| Problem statement |
Retype exactly the lines below, beginning with the first and ending with the line where "know the id." appears.

****************

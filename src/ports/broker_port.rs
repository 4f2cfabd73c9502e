//! Broker access port trait.

use crate::domain::bar::Bar;
use crate::domain::contract::Contract;
use crate::domain::error::RollstitchError;
use crate::domain::timeframe::TimeUnit;
use chrono::{DateTime, Utc};

/// One history request. The adapter owns wire encoding of every field.
#[derive(Debug, Clone, PartialEq)]
pub struct BarsRequest {
    pub contract_id: String,
    pub start: DateTime<Utc>,
    pub end: DateTime<Utc>,
    pub unit: TimeUnit,
    pub unit_number: u32,
    pub limit: usize,
    pub include_partial_bar: bool,
    pub live: bool,
}

pub trait BrokerPort {
    fn authenticate(&self) -> Result<(), RollstitchError>;

    fn search_contracts(&self, text: &str, live: bool) -> Result<Vec<Contract>, RollstitchError>;

    /// `Ok(None)` when the broker does not know the id.
    fn contract_by_id(&self, id: &str) -> Result<Option<Contract>, RollstitchError>;

    /// Bars in any order. An unsuccessful response may be `Err` or an empty vec;
    /// callers treat both the same.
    fn retrieve_bars(&self, request: &BarsRequest) -> Result<Vec<Bar>, RollstitchError>;
}
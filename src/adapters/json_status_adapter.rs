//! JSON file status snapshot adapter.

use crate::domain::error::RollstitchError;
use crate::ports::status_port::StatusPort;
use serde::de::DeserializeOwned;
use serde::Serialize;
use serde_json::{Map, Value};
use std::fs;
use std::path::{Path, PathBuf};

/// Key under which the collector publishes its inventory.
pub const DATA_INVENTORY_KEY: &str = "data_inventory";

pub struct JsonStatusAdapter {
    path: PathBuf,
}

impl JsonStatusAdapter {
    pub fn new(path: PathBuf) -> Self {
        Self { path }
    }

    pub fn path(&self) -> &Path {
        &self.path
    }
}

impl StatusPort for JsonStatusAdapter {
    fn load(&self) -> Result<Map<String, Value>, RollstitchError> {
        match read_json::<Value>(&self.path)? {
            None => Ok(Map::new()),
            Some(Value::Object(map)) => Ok(map),
            Some(_) => Err(RollstitchError::Status {
                reason: format!("{} does not hold a JSON object", self.path.display()),
            }),
        }
    }

    fn save(&self, status: &Map<String, Value>) -> Result<(), RollstitchError> {
        write_json(&self.path, status)
    }
}

/// Read a JSON document; `Ok(None)` when the file does not exist.
pub fn read_json<T: DeserializeOwned>(path: &Path) -> Result<Option<T>, RollstitchError> {
    if !path.exists() {
        return Ok(None);
    }
    let content = fs::read_to_string(path)?;
    serde_json::from_str(&content)
        .map(Some)
        .map_err(|e| RollstitchError::Status {
            reason: format!("failed to parse {}: {}", path.display(), e),
        })
}

/// Write pretty JSON, creating parent directories.
pub fn write_json<T: Serialize + ?Sized>(path: &Path, value: &T) -> Result<(), RollstitchError> {
    if let Some(parent) = path.parent() {
        fs::create_dir_all(parent)?;
    }
    let content = serde_json::to_string_pretty(value).map_err(|e| RollstitchError::Status {
        reason: format!("failed to serialise {}: {}", path.display(), e),
    })?;
    fs::write(path, content)?;
    Ok(())
}
#![allow(dead_code)]

use chrono::{DateTime, Duration, TimeZone, Utc};
pub use rollstitch::domain::bar::Bar;
use rollstitch::domain::contract::Contract;
use rollstitch::domain::error::RollstitchError;
use rollstitch::domain::timeframe::{TimeUnit, Timeframe};
use rollstitch::ports::broker_port::{BarsRequest, BrokerPort};
use std::cell::RefCell;
use std::collections::{HashMap, HashSet};

type SeriesKey = (String, TimeUnit, u32);

/// In-memory broker. Bars are keyed by contract id and timeframe; a request
/// gets the first `limit` stored bars, like the real endpoint's cap.
pub struct MockBroker {
    pub contracts: HashMap<String, Contract>,
    pub searches: HashMap<String, Vec<Contract>>,
    pub bars: HashMap<SeriesKey, Vec<Bar>>,
    pub live_bars: HashMap<SeriesKey, Vec<Bar>>,
    pub failing: HashSet<String>,
    pub auth_error: Option<String>,
    pub requests: RefCell<Vec<BarsRequest>>,
    pub lookups: RefCell<Vec<String>>,
}

impl MockBroker {
    pub fn new() -> Self {
        Self {
            contracts: HashMap::new(),
            searches: HashMap::new(),
            bars: HashMap::new(),
            live_bars: HashMap::new(),
            failing: HashSet::new(),
            auth_error: None,
            requests: RefCell::new(Vec::new()),
            lookups: RefCell::new(Vec::new()),
        }
    }

    /// Register a contract so id lookups resolve it.
    pub fn with_contract(mut self, id: &str) -> Self {
        self.contracts.insert(id.to_string(), Contract::with_id(id));
        self
    }

    pub fn with_bars(mut self, id: &str, timeframe: &str, bars: Vec<Bar>) -> Self {
        self.contracts
            .entry(id.to_string())
            .or_insert_with(|| Contract::with_id(id));
        self.bars.insert(series_key(id, timeframe), bars);
        self
    }

    pub fn with_live_bars(mut self, id: &str, timeframe: &str, bars: Vec<Bar>) -> Self {
        self.live_bars.insert(series_key(id, timeframe), bars);
        self
    }

    pub fn with_search(mut self, text: &str, id: &str) -> Self {
        let contract = Contract {
            symbol: Some(text.to_string()),
            ..Contract::with_id(id)
        };
        self.contracts.insert(id.to_string(), contract.clone());
        self.searches.insert(text.to_string(), vec![contract]);
        self
    }

    /// Bar retrieval for `id` fails with a broker error.
    pub fn with_failure(mut self, id: &str) -> Self {
        self.contracts
            .entry(id.to_string())
            .or_insert_with(|| Contract::with_id(id));
        self.failing.insert(id.to_string());
        self
    }

    pub fn with_auth_error(mut self, reason: &str) -> Self {
        self.auth_error = Some(reason.to_string());
        self
    }

    pub fn requests_for(&self, id: &str) -> usize {
        self.requests
            .borrow()
            .iter()
            .filter(|r| r.contract_id == id)
            .count()
    }

    pub fn lookups_for(&self, id: &str) -> usize {
        self.lookups.borrow().iter().filter(|l| *l == id).count()
    }
}

fn series_key(id: &str, timeframe: &str) -> SeriesKey {
    let tf = Timeframe::parse(timeframe).unwrap();
    (id.to_string(), tf.unit, tf.unit_number)
}

impl BrokerPort for MockBroker {
    fn authenticate(&self) -> Result<(), RollstitchError> {
        match &self.auth_error {
            Some(reason) => Err(RollstitchError::Auth {
                reason: reason.clone(),
            }),
            None => Ok(()),
        }
    }

    fn search_contracts(&self, text: &str, live: bool) -> Result<Vec<Contract>, RollstitchError> {
        if !live {
            return Ok(Vec::new());
        }
        Ok(self.searches.get(text).cloned().unwrap_or_default())
    }

    fn contract_by_id(&self, id: &str) -> Result<Option<Contract>, RollstitchError> {
        self.lookups.borrow_mut().push(id.to_string());
        Ok(self.contracts.get(id).cloned())
    }

    fn retrieve_bars(&self, request: &BarsRequest) -> Result<Vec<Bar>, RollstitchError> {
        self.requests.borrow_mut().push(request.clone());
        if self.failing.contains(&request.contract_id) {
            return Err(RollstitchError::Broker {
                reason: format!("history unavailable for {}", request.contract_id),
            });
        }
        let key = (request.contract_id.clone(), request.unit, request.unit_number);
        let stored = if request.live {
            self.live_bars.get(&key).or_else(|| self.bars.get(&key))
        } else {
            self.bars.get(&key)
        };
        Ok(stored
            .map(|bars| bars.iter().take(request.limit).cloned().collect())
            .unwrap_or_default())
    }
}

pub fn fixed_now() -> DateTime<Utc> {
    Utc.with_ymd_and_hms(2025, 11, 20, 12, 0, 0).unwrap()
}

pub fn make_bar(timestamp: DateTime<Utc>, price: f64) -> Bar {
    Bar {
        timestamp,
        open: price,
        high: price + 1.0,
        low: price - 1.0,
        close: price + 0.5,
        volume: 100.0,
    }
}

/// Bar stamped `hours_ago` hours before [`fixed_now`].
pub fn bar_hours_ago(hours_ago: i64, price: f64) -> Bar {
    make_bar(fixed_now() - Duration::hours(hours_ago), price)
}

/// `count` consecutive hourly bars, oldest first, the newest at `newest_hours_ago`.
pub fn hourly_run(newest_hours_ago: i64, count: i64, price: f64) -> Vec<Bar> {
    (0..count)
        .rev()
        .map(|i| bar_hours_ago(newest_hours_ago + i, price))
        .collect()
}

/// Gold roll: `CON.F.US.MGC.Z25` front, `CON.F.US.MGC.Q25` the only older
/// contract with data, overlapping at 30 hours ago.
pub fn gold_broker() -> MockBroker {
    MockBroker::new()
        .with_bars(
            "CON.F.US.MGC.Z25",
            "1hour",
            vec![bar_hours_ago(80, 12.0), bar_hours_ago(30, 11.0), bar_hours_ago(2, 10.0)],
        )
        .with_bars(
            "CON.F.US.MGC.Q25",
            "1hour",
            vec![bar_hours_ago(400, 22.0), bar_hours_ago(90, 21.0), bar_hours_ago(30, 20.0)],
        )
}
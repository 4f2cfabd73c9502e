//! Broker contract metadata.

use serde::{Deserialize, Serialize};

#[derive(Debug, Clone, PartialEq, Default, Serialize, Deserialize)]
#[serde(rename_all = "camelCase")]
pub struct Contract {
    pub id: String,
    #[serde(default)]
    pub name: Option<String>,
    #[serde(default)]
    pub symbol: Option<String>,
    #[serde(default)]
    pub description: Option<String>,
    #[serde(default)]
    pub exchange: Option<String>,
    #[serde(default = "default_active")]
    pub is_active: bool,
}

fn default_active() -> bool {
    true
}

impl Contract {
    pub fn with_id(id: &str) -> Self {
        Self {
            id: id.to_string(),
            is_active: true,
            ..Default::default()
        }
    }
}

/// Whether `candidate` is shaped like a broker contract id (`CON.F.US.MGC.Z25`).
pub fn looks_like_contract_id(candidate: &str) -> bool {
    let text = candidate.trim().to_uppercase();
    text.starts_with("CON.") && text.matches('.').count() >= 3
}

#[cfg(test)]
mod tests {
    use super::*;

    #[test]
    fn contract_id_shape() {
        assert!(looks_like_contract_id("CON.F.US.MGC.Z25"));
        assert!(looks_like_contract_id(" con.f.us.mgc.z25 "));
        assert!(!looks_like_contract_id("MGCZ25"));
        assert!(!looks_like_contract_id("CON.F.MGC"));
    }

    #[test]
    fn deserializes_sparse_payload() {
        let contract: Contract = serde_json::from_str(r#"{"id":"CON.F.US.MGC.Z25"}"#).unwrap();
        assert_eq!(contract.id, "CON.F.US.MGC.Z25");
        assert!(contract.is_active);
        assert!(contract.symbol.is_none());

        let contract: Contract = serde_json::from_str(
            r#"{"id":"CON.F.US.MGC.Z25","name":"MGCZ5","description":"Micro Gold","isActive":false}"#,
        )
        .unwrap();
        assert_eq!(contract.name.as_deref(), Some("MGCZ5"));
        assert!(!contract.is_active);
    }
}
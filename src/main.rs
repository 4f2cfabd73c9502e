use clap::Parser;
use rollstitch::cli::{run, Cli};
use tracing_subscriber::EnvFilter;

fn main() -> std::process::ExitCode {
    tracing_subscriber::fmt()
        .with_env_filter(
            EnvFilter::try_from_default_env().unwrap_or_else(|_| EnvFilter::new("info")),
        )
        .with_writer(std::io::stderr)
        .init();

    run(Cli::parse())
}
//! Bar collection for the front contract and for the contract chain.
//!
//! [`ChainPuller`] issues one history request at a time, contract then
//! timeframe. Missing data never fails a run: lookup misses and empty or
//! failed retrievals are recorded in the [`EmptyContractCache`] and the walk
//! moves on. Only malformed input (bad contract id, no front contract) is
//! returned as an error.

use crate::domain::bar::{sort_by_time, Bar, ContractFrames, ContractSeries, StitchedSeries};
use crate::domain::contract::Contract;
use crate::domain::contract_chain::{generate_chain, month_codes};
use crate::domain::contract_resolver::ContractResolver;
use crate::domain::empty_contracts::EmptyContractCache;
use crate::domain::error::RollstitchError;
use crate::domain::shortfall::{build_shortfall_report, ShortfallReport};
use crate::domain::stitch::{lookback_cutoff, stitch, trim_to_cutoff};
use crate::domain::timeframe::Timeframe;
use crate::ports::broker_port::{BarsRequest, BrokerPort};
use chrono::{DateTime, Utc};
use std::collections::BTreeMap;
use tracing::{debug, info, warn};

pub const DEFAULT_BARS: usize = 20_000;

/// Extra bars requested beyond the limit so the window is never short.
const WINDOW_PADDING_BARS: usize = 5;

/// Front-contract candle request.
#[derive(Debug, Clone)]
pub struct CandleRequest {
    pub timeframes: Vec<Timeframe>,
    /// Bars per timeframe label; missing labels use `DEFAULT_BARS`.
    pub bars: BTreeMap<String, usize>,
    pub live: bool,
    pub include_partial_bar: bool,
    /// Retry once against the live feed when the non-live request is empty.
    pub fallback_to_live: bool,
}

/// Chain stitch request.
#[derive(Debug, Clone)]
pub struct StitchRequest {
    pub timeframes: Vec<Timeframe>,
    pub bars_per_contract: usize,
    /// Contracts with data to collect. The front counts towards this only
    /// when `include_current` is off.
    pub contracts_to_pull: usize,
    pub include_partial_bar: bool,
    /// Always collect the front contract, on top of `contracts_to_pull`.
    pub include_current: bool,
    pub min_year: u8,
    pub use_all_month_codes: bool,
    pub days_back: Option<u32>,
    pub target_bars: BTreeMap<String, usize>,
}

impl Default for StitchRequest {
    fn default() -> Self {
        Self {
            timeframes: Vec::new(),
            bars_per_contract: DEFAULT_BARS,
            contracts_to_pull: 4,
            include_partial_bar: true,
            include_current: true,
            min_year: 20,
            use_all_month_codes: false,
            days_back: Some(240),
            target_bars: BTreeMap::new(),
        }
    }
}

pub struct ChainPuller<'a> {
    broker: &'a dyn BrokerPort,
    resolver: ContractResolver<'a>,
    contract_id: Option<String>,
    empty: EmptyContractCache,
    candles: ContractSeries,
    stitched: StitchedSeries,
    last_shortfall: ShortfallReport,
    now: Option<DateTime<Utc>>,
}

impl<'a> ChainPuller<'a> {
    pub fn new(broker: &'a dyn BrokerPort) -> Self {
        Self::with_empty_cache(broker, EmptyContractCache::new())
    }

    pub fn with_empty_cache(broker: &'a dyn BrokerPort, empty: EmptyContractCache) -> Self {
        Self {
            broker,
            resolver: ContractResolver::new(broker),
            contract_id: None,
            empty,
            candles: ContractSeries::new(),
            stitched: StitchedSeries::new(),
            last_shortfall: ShortfallReport::default(),
            now: None,
        }
    }

    /// Pin the clock used for request windows and the lookback cutoff.
    pub fn pinned_at(mut self, now: DateTime<Utc>) -> Self {
        self.now = Some(now);
        self
    }

    pub fn set_contract_id(&mut self, contract_id: &str) {
        self.contract_id = Some(contract_id.trim().to_string());
    }

    pub fn contract_id(&self) -> Option<&str> {
        self.contract_id.as_deref()
    }

    pub fn empty_contracts(&self) -> &EmptyContractCache {
        &self.empty
    }

    pub fn into_empty_cache(self) -> EmptyContractCache {
        self.empty
    }

    /// Front-contract series from the last `collect_candles` call.
    pub fn candles(&self) -> &ContractSeries {
        &self.candles
    }

    /// Stitched series from the last `collect_stitched_candles` call.
    pub fn stitched(&self) -> &StitchedSeries {
        &self.stitched
    }

    pub fn last_shortfall(&self) -> &ShortfallReport {
        &self.last_shortfall
    }

    /// Resolve `symbol` and make it the front contract.
    pub fn find_front_contract(&mut self, symbol: &str) -> Option<Contract> {
        let contract = self.resolver.resolve(symbol)?;
        info!(symbol, contract_id = %contract.id, "front contract resolved");
        self.contract_id = Some(contract.id.clone());
        Some(contract)
    }

    /// Collect the front contract's bars for each timeframe.
    ///
    /// Timeframes that stay empty after the optional live fallback are absent
    /// from the result.
    pub fn collect_candles(&mut self, request: &CandleRequest) -> Result<ContractSeries, RollstitchError> {
        let front = self.front_contract()?;
        let now = self.now();
        let mut series = ContractSeries::new();

        for tf in &request.timeframes {
            let limit = request.bars.get(&tf.label).copied().unwrap_or(DEFAULT_BARS);
            let mut bars = self.fetch(&front, tf, limit, request.include_partial_bar, request.live, now, None);

            if bars.is_empty() && request.fallback_to_live && !request.live {
                info!(contract_id = %front, timeframe = %tf, "no historical bars, falling back to live feed");
                bars = self.fetch(&front, tf, limit, request.include_partial_bar, true, now, None);
            }

            if bars.is_empty() {
                warn!(contract_id = %front, timeframe = %tf, "no bars for front contract");
                continue;
            }
            info!(contract_id = %front, timeframe = %tf, rows = bars.len(), "collected candles");
            series.insert(tf.label.clone(), bars);
        }

        self.candles = series.clone();
        Ok(series)
    }

    /// Collect the contract chain and stitch it into one series per timeframe.
    ///
    /// Returns the stitched series and the per-contract series it was built
    /// from. Both are trimmed to the lookback window; only the stitched series
    /// is capped to `target_bars`. The shortfall report is available from
    /// [`last_shortfall`](Self::last_shortfall) afterwards.
    pub fn collect_stitched_candles(
        &mut self,
        request: &StitchRequest,
    ) -> Result<(StitchedSeries, ContractFrames), RollstitchError> {
        let front = self.front_contract()?;
        let now = self.now();
        let cutoff = lookback_cutoff(now, request.days_back);

        let walk = 1 + request
            .contracts_to_pull
            .saturating_mul(month_codes(request.use_all_month_codes).len());
        let chain = generate_chain(&front, walk, request.use_all_month_codes, request.min_year)?;
        debug!(front = %front, candidates = chain.len(), "generated contract chain");

        // Newest contract first; merge precedence follows this order.
        let mut collected: Vec<(String, ContractSeries)> = Vec::new();

        let mut candidates = chain.iter();
        if request.include_current {
            if let Some(current) = candidates.next() {
                let (series, _) = self.collect_contract(current, request, now, cutoff);
                if !series.is_empty() {
                    collected.push((current.clone(), series));
                }
            }
        }

        let mut pulled = 0;
        for contract_id in candidates {
            if pulled >= request.contracts_to_pull {
                break;
            }
            let (series, had_data) = self.collect_contract(contract_id, request, now, cutoff);
            if had_data {
                pulled += 1;
            }
            if !series.is_empty() {
                collected.push((contract_id.clone(), series));
            }
        }

        if pulled < request.contracts_to_pull {
            warn!(
                wanted = request.contracts_to_pull,
                found = pulled,
                "chain exhausted before enough contracts returned data"
            );
        }

        let mut stitched = StitchedSeries::new();
        let mut counts = BTreeMap::new();
        for tf in &request.timeframes {
            let sources = collected
                .iter()
                .filter_map(|(_, series)| series.get(&tf.label))
                .map(Vec::as_slice);
            let bars = stitch(sources, cutoff, request.target_bars.get(&tf.label).copied());
            info!(timeframe = %tf, rows = bars.len(), "stitched series");
            counts.insert(tf.label.clone(), bars.len());
            stitched.insert(tf.label.clone(), bars);
        }

        self.last_shortfall =
            build_shortfall_report(&counts, &request.target_bars, self.empty.contract_ids());
        for (tf, entry) in self.last_shortfall.shortfalls() {
            warn!(timeframe = %tf, actual = entry.actual, target = entry.target, "bar count below target");
        }

        let frames: ContractFrames = collected.into_iter().collect();
        self.stitched = stitched.clone();
        Ok((stitched, frames))
    }

    /// Collect one chain contract. Returns its trimmed series and whether any
    /// timeframe returned bars before trimming.
    fn collect_contract(
        &mut self,
        contract_id: &str,
        request: &StitchRequest,
        now: DateTime<Utc>,
        cutoff: Option<DateTime<Utc>>,
    ) -> (ContractSeries, bool) {
        let mut series = ContractSeries::new();

        if self.empty.contains_contract(contract_id) {
            debug!(contract_id, "skipping contract known to be empty");
            return (series, false);
        }

        let contract = match self.resolver.resolve_by_id(contract_id, None) {
            Some(c) => c,
            None => {
                debug!(contract_id, "contract lookup missed, marking empty");
                self.empty.mark_contract(contract_id);
                return (series, false);
            }
        };

        let mut had_data = false;
        for tf in &request.timeframes {
            if self.empty.should_skip(contract_id, &tf.label) {
                continue;
            }

            let mut bars = self.fetch(
                &contract.id,
                tf,
                request.bars_per_contract,
                request.include_partial_bar,
                false,
                now,
                cutoff,
            );
            if bars.is_empty() {
                debug!(contract_id, timeframe = %tf, "no bars, marking empty");
                self.empty.mark_empty(contract_id, &tf.label);
                continue;
            }

            had_data = true;
            trim_to_cutoff(&mut bars, cutoff);
            if !bars.is_empty() {
                series.insert(tf.label.clone(), bars);
            }
        }

        (series, had_data)
    }

    #[allow(clippy::too_many_arguments)]
    fn fetch(
        &self,
        contract_id: &str,
        tf: &Timeframe,
        limit: usize,
        include_partial_bar: bool,
        live: bool,
        now: DateTime<Utc>,
        cutoff: Option<DateTime<Utc>>,
    ) -> Vec<Bar> {
        let (start, end) = request_window(now, tf, limit, cutoff);
        let request = BarsRequest {
            contract_id: contract_id.to_string(),
            start,
            end,
            unit: tf.unit,
            unit_number: tf.unit_number,
            limit,
            include_partial_bar,
            live,
        };

        match self.broker.retrieve_bars(&request) {
            Ok(mut bars) => {
                sort_by_time(&mut bars);
                bars
            }
            Err(e) => {
                warn!(contract_id, timeframe = %tf, error = %e, "bar retrieval failed");
                Vec::new()
            }
        }
    }

    fn front_contract(&self) -> Result<String, RollstitchError> {
        self.contract_id
            .clone()
            .ok_or_else(|| RollstitchError::NoFrontContract {
                symbol: "<unset>".to_string(),
            })
    }

    fn now(&self) -> DateTime<Utc> {
        self.now.unwrap_or_else(Utc::now)
    }
}

/// History window for `limit` bars ending at `now`, widened to reach the
/// lookback cutoff when one is set.
pub fn request_window(
    now: DateTime<Utc>,
    tf: &Timeframe,
    limit: usize,
    cutoff: Option<DateTime<Utc>>,
) -> (DateTime<Utc>, DateTime<Utc>) {
    let bars = i32::try_from(limit.saturating_add(WINDOW_PADDING_BARS)).unwrap_or(i32::MAX);
    let start = tf
        .bar_duration()
        .checked_mul(bars)
        .and_then(|span| now.checked_sub_signed(span))
        .unwrap_or(DateTime::<Utc>::MIN_UTC);
    let start = cutoff.map_or(start, |c| start.min(c));
    (start, now)
}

****************

| Response |
filename src/ports/broker_port.rs
repository 4f2cfabd73c9502e
//! Broker access port trait.

use crate::domain::bar::Bar;
use crate::domain::contract::Contract;
use crate::domain::error::RollstitchError;
use crate::domain::timeframe::TimeUnit;
use chrono::{DateTime, Utc};

/// One history request. The adapter owns wire encoding of every field.
#[derive(Debug, Clone, PartialEq)]
pub struct BarsRequest {
    pub contract_id: String,
    pub start: DateTime<Utc>,
    pub end: DateTime<Utc>,
    pub unit: TimeUnit,
    pub unit_number: u32,
    pub limit: usize,
    pub include_partial_bar: bool,
    pub live: bool,
}

pub trait BrokerPort {
    fn authenticate(&self) -> Result<(), RollstitchError>;

    fn search_contracts(&self, text: &str, live: bool) -> Result<Vec<Contract>, RollstitchError>;

    /// `Ok(None)` when the broker does not know the id.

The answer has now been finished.